Aparentemente, o tempo que o corpo estranho permanece alojado nas paredes do tubo digestivo não
constitui fator predisponente para a sua migração.3
Habitualmente os pacientes chegam para avaliação
médica com história de ingestão acidental de corpo estranho e queixa de dor, odinofagia e disfagia.
Os exames endoscópicos nem sempre identificam
a presença do corpo estranho. Nessa ocasião, os
pacientes podem ser equivocadamente rotulados
de somente sofrerem traumatismos na mucosa do
tubo digestivo ocasionados pela passagem do corpo
estranho deglutido.2 A persistência das queixas com
exames endoscópicos sem a presença do corpo estranho pode ser indício de migração.4 Nesses casos,
exames radiológicos são fundamentais.
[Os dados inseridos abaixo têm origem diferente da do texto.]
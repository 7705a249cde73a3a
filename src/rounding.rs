/// Decimal precision reduction
/// Rounds half away from zero at a fixed number of decimal places.
/// The round trip error bound of every encoded field follows from this.

/// Decimal places kept for latitude/longitude deltas (~0.11 m).
pub const COORDINATE_DECIMALS: u32 = 6;
/// Decimal places kept for acceleration components and confidence.
pub const ACCELERATION_DECIMALS: u32 = 2;
pub const CONFIDENCE_DECIMALS: u32 = 2;
/// Decimal places kept for rotation components (degrees).
pub const ROTATION_DECIMALS: u32 = 1;

/// Round `value` to `decimals` places, ties away from zero.
///
/// Non-finite input is returned unchanged.
pub fn round_to(value: f64, decimals: u32) -> f64 {
    if !value.is_finite() {
        return value;
    }
    let factor = 10f64.powi(decimals as i32);
    let scaled = value * factor;
    if !scaled.is_finite() {
        return value;
    }
    // f64::round already breaks ties away from zero
    scaled.round() / factor
}

/// Largest absolute error introduced by [`round_to`] at `decimals` places.
pub fn max_error(decimals: u32) -> f64 {
    0.5 / 10f64.powi(decimals as i32)
}
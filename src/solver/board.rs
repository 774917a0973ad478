//! Mutable puzzle state: candidate masks, weak links, and regions.

use std::collections::HashSet;

use im::HashSet as WeakLinkSet;
use tracing::trace;

use crate::solver::{
    cells::{cell_name, CellIndex},
    constraint::ConstraintResult,
    masks::{self, ValueMask, MAX_SIZE},
    region::{Region, RegionKind},
};

/// The shared mutable state every constraint operates on.
///
/// Masks are packed: bit `size` marks a cell as given. Call sites never
/// touch the packing directly — `is_given`, `value`, and `keep_cell_mask`
/// isolate the bit math. The ownership contract is single-threaded and
/// strict: exactly one propagation loop mutates the board at a time, and
/// constraints request narrowing only through [`Board::keep_cell_mask`].
///
/// Weak links live in persistent sets so cloning a board for the search
/// driver shares the (setup-time frozen) graph instead of copying it.
#[derive(Debug, Clone)]
pub struct Board {
    size: usize,
    cells: Vec<ValueMask>,
    given_bit: ValueMask,
    all_values: ValueMask,
    weak_links: Vec<WeakLinkSet<CellIndex>>,
    regions: Vec<Region>,
    modified: Vec<CellIndex>,
}

impl Board {
    /// An empty board with the standard row, column, and (for square
    /// sizes) box regions registered.
    ///
    /// # Panics
    ///
    /// Panics when `size` is outside `2..=31`; the mask representation has
    /// no room for larger boards.
    pub fn new(size: usize) -> Self {
        assert!(
            (2..=MAX_SIZE).contains(&size),
            "board size {size} out of range"
        );
        let all_values = masks::all_values(size);
        let mut board = Self {
            size,
            cells: vec![all_values; size * size],
            given_bit: 1 << size,
            all_values,
            weak_links: vec![WeakLinkSet::new(); size * size],
            regions: Vec::new(),
            modified: Vec::new(),
        };
        board.add_standard_regions();
        board
    }

    fn add_standard_regions(&mut self) {
        let size = self.size;
        for row in 0..size {
            let cells = (0..size).map(|col| row * size + col).collect();
            self.push_standard_region(format!("Row {}", row + 1), cells, RegionKind::Row);
        }
        for col in 0..size {
            let cells = (0..size).map(|row| row * size + col).collect();
            self.push_standard_region(format!("Column {}", col + 1), cells, RegionKind::Col);
        }

        let box_size = (size as f64).sqrt() as usize;
        if box_size * box_size != size {
            return;
        }
        for band in 0..box_size {
            for stack in 0..box_size {
                let mut cells = Vec::with_capacity(size);
                for row in 0..box_size {
                    for col in 0..box_size {
                        cells.push((band * box_size + row) * size + stack * box_size + col);
                    }
                }
                self.push_standard_region(
                    format!("Box {}", band * box_size + stack + 1),
                    cells,
                    RegionKind::Box,
                );
            }
        }
    }

    fn push_standard_region(&mut self, name: String, cells: Vec<CellIndex>, kind: RegionKind) {
        self.regions.push(Region {
            name,
            cells,
            kind,
            description: "standard region".to_string(),
            owner: None,
        });
    }

    pub fn size(&self) -> usize {
        self.size
    }

    pub fn cell_count(&self) -> usize {
        self.cells.len()
    }

    /// The mask with every value of this board's domain set.
    pub fn all_values(&self) -> ValueMask {
        self.all_values
    }

    pub fn regions(&self) -> &[Region] {
        &self.regions
    }

    /// Candidates still possible in a cell, given bit stripped.
    pub fn cell_mask(&self, cell: CellIndex) -> ValueMask {
        self.cells[cell] & !self.given_bit
    }

    /// Whether the cell's value was supplied by the puzzle author.
    pub fn is_given(&self, cell: CellIndex) -> bool {
        self.cells[cell] & self.given_bit != 0
    }

    /// The cell's value once it has settled (given or narrowed to a single
    /// candidate), else `None`.
    pub fn value(&self, cell: CellIndex) -> Option<u32> {
        let mask = self.cell_mask(cell);
        (masks::popcount(mask) == 1).then(|| masks::min_value(mask))
    }

    /// Whether every cell has settled on exactly one value.
    pub fn is_solved(&self) -> bool {
        (0..self.cells.len()).all(|cell| masks::popcount(self.cell_mask(cell)) == 1)
    }

    /// Fixes a cell to an author-supplied value. Setup only; given cells
    /// are immutable during propagation.
    pub fn set_given(&mut self, cell: CellIndex, value: u32) {
        self.cells[cell] = masks::value_bit(value) | self.given_bit;
        self.modified.push(cell);
    }

    /// Narrows a cell to the intersection of its mask with `keep`.
    ///
    /// This is the single mutation primitive: masks only ever shrink, and
    /// only through here. A given cell is never altered — the call reports
    /// `Invalid` when `keep` excludes the given value and `Unchanged`
    /// otherwise. A non-given cell that empties reports `Invalid`.
    pub fn keep_cell_mask(&mut self, cell: CellIndex, keep: ValueMask) -> ConstraintResult {
        let current = self.cell_mask(cell);
        let kept = current & keep & self.all_values;
        if self.is_given(cell) {
            return if kept == 0 {
                ConstraintResult::Invalid
            } else {
                ConstraintResult::Unchanged
            };
        }
        if kept == current {
            return ConstraintResult::Unchanged;
        }
        self.cells[cell] = kept;
        if kept == 0 {
            return ConstraintResult::Invalid;
        }
        trace!(
            cell = %cell_name(cell, self.size),
            removed = %masks::mask_to_string(current & !kept, self.size),
            "narrowed"
        );
        self.modified.push(cell);
        ConstraintResult::Changed
    }

    /// Drains the cells narrowed since the last call.
    pub(crate) fn take_modified(&mut self) -> Vec<CellIndex> {
        std::mem::take(&mut self.modified)
    }

    /// Declares that two cells can never share a value, beyond whatever
    /// the standard geometry already forbids. Idempotent and symmetric;
    /// no-op for a self link. Setup-time only — the graph is read-only
    /// once propagation starts.
    pub fn add_weak_link(&mut self, a: CellIndex, b: CellIndex) {
        if a == b {
            return;
        }
        self.weak_links[a].insert(b);
        self.weak_links[b].insert(a);
    }

    pub fn has_weak_link(&self, a: CellIndex, b: CellIndex) -> bool {
        self.weak_links[a].contains(&b)
    }

    /// Every cell that can never share a value with `cell`: peers in any
    /// region plus weak links. Never contains `cell` itself.
    pub fn seen_cells(&self, cell: CellIndex) -> HashSet<CellIndex> {
        let mut seen: HashSet<CellIndex> = self.weak_links[cell].iter().copied().collect();
        for region in &self.regions {
            if region.cells.contains(&cell) {
                seen.extend(region.cells.iter().copied());
            }
        }
        seen.remove(&cell);
        seen
    }

    /// After forcing `a` and `b` equal, every exclusion of one must also
    /// apply to the other. Both neighborhoods are snapshotted before any
    /// link is added, so the transfer is symmetric.
    pub fn add_clone_weak_links(&mut self, a: CellIndex, b: CellIndex) {
        let seen_a: Vec<CellIndex> = self.seen_cells(a).into_iter().collect();
        let seen_b: Vec<CellIndex> = self.seen_cells(b).into_iter().collect();
        for cell in seen_a {
            self.add_weak_link(b, cell);
        }
        for cell in seen_b {
            self.add_weak_link(a, cell);
        }
    }

    /// Registers a distinctness region declared by a constraint.
    ///
    /// A region needs at least two cells; anything smaller is a
    /// constraint-authoring bug and is ignored rather than surfaced.
    pub fn add_region(
        &mut self,
        name: &str,
        cells: &[CellIndex],
        description: &str,
        owner: &str,
    ) {
        if cells.len() < 2 {
            return;
        }
        self.regions.push(Region {
            name: name.to_string(),
            cells: cells.to_vec(),
            kind: RegionKind::Extra,
            description: description.to_string(),
            owner: Some(owner.to_string()),
        });
    }

    /// Compact diagnostic rendering of a value set and the cells it
    /// concerns, e.g. `35R1C5` or `7R3C1,R4C2`.
    pub fn compact_name(&self, cells: &[CellIndex], mask: ValueMask) -> String {
        let values = masks::mask_to_string(mask, self.size);
        if cells.is_empty() {
            return values;
        }

        let separator = if self.size >= 10 { "," } else { "" };
        let rows: Vec<usize> = cells.iter().map(|&cell| cell / self.size).collect();
        let cols: Vec<usize> = cells.iter().map(|&cell| cell % self.size).collect();
        let group = if rows.iter().all(|&row| row == rows[0]) {
            let cols = cols
                .iter()
                .map(|&col| (col + 1).to_string())
                .collect::<Vec<_>>()
                .join(separator);
            format!("R{}C{}", rows[0] + 1, cols)
        } else if cols.iter().all(|&col| col == cols[0]) {
            let rows = rows
                .iter()
                .map(|&row| (row + 1).to_string())
                .collect::<Vec<_>>()
                .join(separator);
            format!("R{}C{}", rows, cols[0] + 1)
        } else {
            cells
                .iter()
                .map(|&cell| cell_name(cell, self.size))
                .collect::<Vec<_>>()
                .join(",")
        };
        format!("{values}{group}")
    }
}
A radiografia de pescoço, apesar de questionável por sua baixa
sensibilidade em diagnosticar a presença do corpo
estranho e pela eventual simulação ocasionada pela calcificação das cartilagens laríngeas, constitui o
exame radiológico inicialmente utilizado.5,6
A tomografia computadorizada de pescoço tem
maior eficácia em diagnosticar a presença de corpo
estranho quando comparada à radiografia. Também
tem relevante importância nos pacientes persistentemente sintomáticos em que a radiografia e os exames endoscópicos não detectaram anormalidades.
É indicada também nos casos de corpos estranhos
migratórios aventados ao exame radiológico e que
necessitam de confirmação da sua localização e relação com estruturas adjacentes e de possíveis complicações visando ao tratamento cirúrgico.3,6
O tratamento por intervenção cirúrgica para exploração cervical com abordagem externa visando
à remoção do corpo estranho migratório é a modalidade terapêutica de escolha, sobretudo nos casos
com dor persistente, abscessos e com penetração
do corpo estranho migratório em grandes vasos
cervicais e órgãos, por exemplo, a glândula tireoide.3,6 Nos casos de difícil identificação intraoperatória do corpo estranho migratório, mesmo com a
prévia realização da tomografia computadorizada,
a utilização da fluoroscopia pode ser valiosa.1 Por
fim, um alto nível de suspeição de corpo estranho
migratório e exames de imagem são necessários
na realização do diagnóstico dessa doença. No
presente relato de caso, a radiografia de pescoço
mostrou-se útil, por voltar a atenção dos autores
para a doença em tela após a realização de exames
endoscópicos sem achados de corpo estranho. O
tratamento cirúrgico é o de escolha e, neste caso,
foi realizado para a remoção do corpo estranho e a
rafia do vaso cervical transfixado pelo objeto ingerido. Uma boa interação multidisciplinar foi fundamental na condução desse caso.